I do not share the cataclysmic views that some have about what the Prime Minister did on 9 December. I think he was ill-advised, that he allowed the Treasury to run the negotiations and that the key decision was taken at a time—2.30 am—when no sane person should take a decision. None the less, the plain fact is that across the rest of the European Union there is a sense that Britain does not want to engage or be fully part of the EU. Last week, at a conference with the former French Defence Minister who negotiated the French side of the French-British defence treaty of 2010, I was surprised to hear his extraordinary, virulent attack on what one could call “Albion perfide” and how Britain was no longer a defence player with France, was not prepared to co-operate and was doing all it could, he said, to sabotage the good effects that the treaty would have. That is the reputation we have and that worries me.

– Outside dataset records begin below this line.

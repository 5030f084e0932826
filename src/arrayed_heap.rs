//! Arrayed binary heap with positional iteration
//!
//! A fixed-capacity binary heap stored in an array, using the classic
//! 1-indexed layout: position `p` has children at `2p` and `2p + 1` and its
//! parent at `p / 2`. The sift direction is chosen by a [`SiftOrder`]
//! strategy type, so the same structure serves as a max-heap ([`MaxHeap`])
//! or a min-heap ([`MinHeap`]) without duplicated code.
//!
//! Besides the usual root-oriented operations, the heap supports deletion
//! at an arbitrary position through a positional cursor ([`HeapIter`]),
//! which is what lets [`PriorityQueue`](crate::priority_queue::PriorityQueue)
//! remove its minimum out of a max-heap.
//!
//! # Time Complexity
//!
//! | Operation        | Complexity |
//! |------------------|------------|
//! | `insert`         | O(log n)   |
//! | `delete_item`    | O(log n)   |
//! | `delete_at`      | O(log n)   |
//! | `item`           | O(1)       |
//! | cursor movement  | O(1)       |
//!
//! # Example
//!
//! ```rust
//! use cursor_collections::{Container, Cursored, MaxHeap};
//!
//! let mut heap = MaxHeap::with_capacity(8);
//! heap.insert(3)?;
//! heap.insert(7)?;
//! heap.insert(5)?;
//!
//! // The primary cursor sits at the root after an insert.
//! assert_eq!(heap.item()?, &7);
//! assert_eq!(heap.delete_item()?, 7);
//! assert_eq!(heap.item()?, &5);
//! # Ok::<(), cursor_collections::ContainerError>(())
//! ```

use std::marker::PhantomData;

use crate::traits::{Container, ContainerError, Cursored, LinearCursor};

/// Sift-order strategy for [`ArrayedHeap`]
///
/// Decides which of two items belongs closer to the root. The heap property
/// maintained is: no item precedes its parent.
pub trait SiftOrder {
    /// Returns true when `a` must sit closer to the root than `b`
    fn precedes<T: Ord>(a: &T, b: &T) -> bool;
}

/// Sift order placing the largest item at the root
#[derive(Debug, Clone, Copy, PartialEq, Eq)]
pub struct MaxFirst;

impl SiftOrder for MaxFirst {
    fn precedes<T: Ord>(a: &T, b: &T) -> bool {
        a > b
    }
}

/// Sift order placing the smallest item at the root
#[derive(Debug, Clone, Copy, PartialEq, Eq)]
pub struct MinFirst;

impl SiftOrder for MinFirst {
    fn precedes<T: Ord>(a: &T, b: &T) -> bool {
        a < b
    }
}

/// A max-first arrayed heap
pub type MaxHeap<T> = ArrayedHeap<T, MaxFirst>;

/// A min-first arrayed heap
pub type MinHeap<T> = ArrayedHeap<T, MinFirst>;

/// A fixed-capacity arrayed binary heap
///
/// Positions are 1-based: the root is position 1 and positions 1..=len are
/// live. The heap keeps a primary cursor (a position; 0 means no current
/// item) which every insert parks at the root, so the most extreme item is
/// always one `item()` call away.
#[derive(Debug, Clone)]
pub struct ArrayedHeap<T, O: SiftOrder = MaxFirst> {
    items: Vec<T>,
    capacity: usize,
    /// Primary cursor position; 0 denotes no current item
    current: usize,
    order: PhantomData<O>,
}

impl<T: Ord, O: SiftOrder> ArrayedHeap<T, O> {
    /// Creates an empty heap holding at most `capacity` items
    pub fn with_capacity(capacity: usize) -> Self {
        Self {
            items: Vec::with_capacity(capacity),
            capacity,
            current: 0,
            order: PhantomData,
        }
    }

    /// Returns the fixed capacity set at construction
    pub fn capacity(&self) -> usize {
        self.capacity
    }

    /// Inserts an item and parks the primary cursor at the root
    ///
    /// # Errors
    /// [`ContainerError::Full`] when the heap is at capacity.
    pub fn insert(&mut self, item: T) -> Result<(), ContainerError> {
        if self.is_full() {
            return Err(ContainerError::Full);
        }
        self.items.push(item);
        self.current = 1;
        self.sift_up(self.items.len());
        Ok(())
    }

    /// Removes and returns the item at the primary cursor
    ///
    /// The last live item moves into the vacated position and is sifted to
    /// wherever the heap property puts it. The cursor keeps its position,
    /// or becomes 0 when the heap empties.
    ///
    /// # Errors
    /// [`ContainerError::NoCurrentItem`] when the cursor denotes no item.
    pub fn delete_item(&mut self) -> Result<T, ContainerError> {
        if !self.item_exists() {
            return Err(ContainerError::NoCurrentItem);
        }
        Ok(self.splice_out(self.current))
    }

    /// Removes and returns the item at a position saved from a [`HeapIter`]
    ///
    /// The primary cursor moves to the spliced position.
    ///
    /// # Errors
    /// [`ContainerError::Empty`] when the heap holds no items;
    /// [`ContainerError::NoCurrentItem`] when the position is not live.
    pub fn delete_at(&mut self, pos: usize) -> Result<T, ContainerError> {
        if self.is_empty() {
            return Err(ContainerError::Empty);
        }
        if pos == 0 || pos > self.items.len() {
            return Err(ContainerError::NoCurrentItem);
        }
        self.current = pos;
        Ok(self.splice_out(pos))
    }

    /// Returns the item at a live position
    ///
    /// # Errors
    /// [`ContainerError::NoCurrentItem`] when the position is not live.
    pub fn item_at(&self, pos: usize) -> Result<&T, ContainerError> {
        if pos == 0 || pos > self.items.len() {
            return Err(ContainerError::NoCurrentItem);
        }
        Ok(&self.items[pos - 1])
    }

    /// Returns a positional cursor over the heap, starting before the first
    /// position
    pub fn iterator(&self) -> HeapIter<'_, T, O> {
        HeapIter { heap: self, pos: 0 }
    }

    /// Removes the item at `pos`, refilling the hole with the last item
    fn splice_out(&mut self, pos: usize) -> T {
        let removed = self.items.swap_remove(pos - 1);
        if pos <= self.items.len() {
            self.restore_at(pos);
        }
        if self.items.is_empty() {
            self.current = 0;
        }
        removed
    }

    /// Re-establishes the heap property for the item at `pos`
    ///
    /// The moved item may belong above its new parent (possible when the
    /// hole was in another subtree) or below its children, so both
    /// directions are tried; at most one of them moves it.
    fn restore_at(&mut self, pos: usize) {
        if pos > 1 && O::precedes(&self.items[pos - 1], &self.items[pos / 2 - 1]) {
            self.sift_up(pos);
        } else {
            self.sift_down(pos);
        }
    }

    /// Moves the item at `pos` rootward while it precedes its parent
    fn sift_up(&mut self, mut pos: usize) {
        while pos > 1 {
            let parent = pos / 2;
            if O::precedes(&self.items[pos - 1], &self.items[parent - 1]) {
                self.items.swap(pos - 1, parent - 1);
                pos = parent;
            } else {
                break;
            }
        }
    }

    /// Moves the item at `pos` leafward while a child precedes it
    fn sift_down(&mut self, mut pos: usize) {
        let len = self.items.len();
        loop {
            let left = 2 * pos;
            if left > len {
                break;
            }
            let right = left + 1;
            let mut target = left;
            if right <= len && O::precedes(&self.items[right - 1], &self.items[left - 1]) {
                target = right;
            }
            if O::precedes(&self.items[target - 1], &self.items[pos - 1]) {
                self.items.swap(target - 1, pos - 1);
                pos = target;
            } else {
                break;
            }
        }
    }
}

impl<T: Ord, O: SiftOrder> Container for ArrayedHeap<T, O> {
    fn len(&self) -> usize {
        self.items.len()
    }

    fn is_full(&self) -> bool {
        self.items.len() == self.capacity
    }
}

impl<T: Ord, O: SiftOrder> Cursored for ArrayedHeap<T, O> {
    type Item = T;

    fn item_exists(&self) -> bool {
        self.current >= 1 && self.current <= self.items.len()
    }

    fn item(&self) -> Result<&T, ContainerError> {
        if !self.item_exists() {
            return Err(ContainerError::NoCurrentItem);
        }
        Ok(&self.items[self.current - 1])
    }
}

/// A positional cursor over an [`ArrayedHeap`]
///
/// The cursor visits positions in array order (1, 2, ..., len), which is a
/// level-order walk of the heap. It holds a shared borrow of the heap, so
/// any number of cursors may be live at once; to delete at a cursor's
/// position, save [`position()`](HeapIter::position), drop the cursor, and
/// call [`ArrayedHeap::delete_at`].
#[derive(Debug, Clone)]
pub struct HeapIter<'a, T, O: SiftOrder> {
    heap: &'a ArrayedHeap<T, O>,
    pos: usize,
}

impl<'a, T: Ord, O: SiftOrder> HeapIter<'a, T, O> {
    /// Returns the saved position (0 = before, len + 1 = after)
    pub fn position(&self) -> usize {
        self.pos
    }

    /// Returns true if the cursor denotes a live position
    pub fn item_exists(&self) -> bool {
        self.pos >= 1 && self.pos <= self.heap.items.len()
    }

    /// Returns the item at the cursor's position
    ///
    /// The borrow is tied to the heap, not to the cursor, so the item stays
    /// usable while the cursor moves on.
    ///
    /// # Errors
    /// [`ContainerError::NoCurrentItem`] when the position is not live.
    pub fn item(&self) -> Result<&'a T, ContainerError> {
        self.heap.item_at(self.pos)
    }
}

impl<'a, T: Ord, O: SiftOrder> LinearCursor for HeapIter<'a, T, O> {
    fn before(&self) -> bool {
        self.pos == 0
    }

    fn after(&self) -> bool {
        self.heap.is_empty() || self.pos > self.heap.items.len()
    }

    fn go_first(&mut self) -> Result<(), ContainerError> {
        if self.heap.is_empty() {
            return Err(ContainerError::Empty);
        }
        self.pos = 1;
        Ok(())
    }

    fn go_forth(&mut self) -> Result<(), ContainerError> {
        if self.after() {
            return Err(ContainerError::AfterTheEnd);
        }
        self.pos += 1;
        Ok(())
    }

    fn go_before(&mut self) {
        self.pos = 0;
    }

    fn go_after(&mut self) {
        if self.heap.is_empty() {
            self.pos = 0;
        } else {
            self.pos = self.heap.items.len() + 1;
        }
    }
}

It also worries me to hear reports that one of the new intake on the Government Benches, whom I shall not name, said in a conference over the weekend that it would have been impossible to have been selected as a Conservative candidate in recent years—or, indeed, to be a Conservative MP—without showing the most strident Euroscepticism. [Interruption.] Well, if there is an exception that proves the rule and if the hon. Member for South Swindon (Mr Buckland) is about to make a pro-European speech I shall welcome that. None the less, that is the impression in this country.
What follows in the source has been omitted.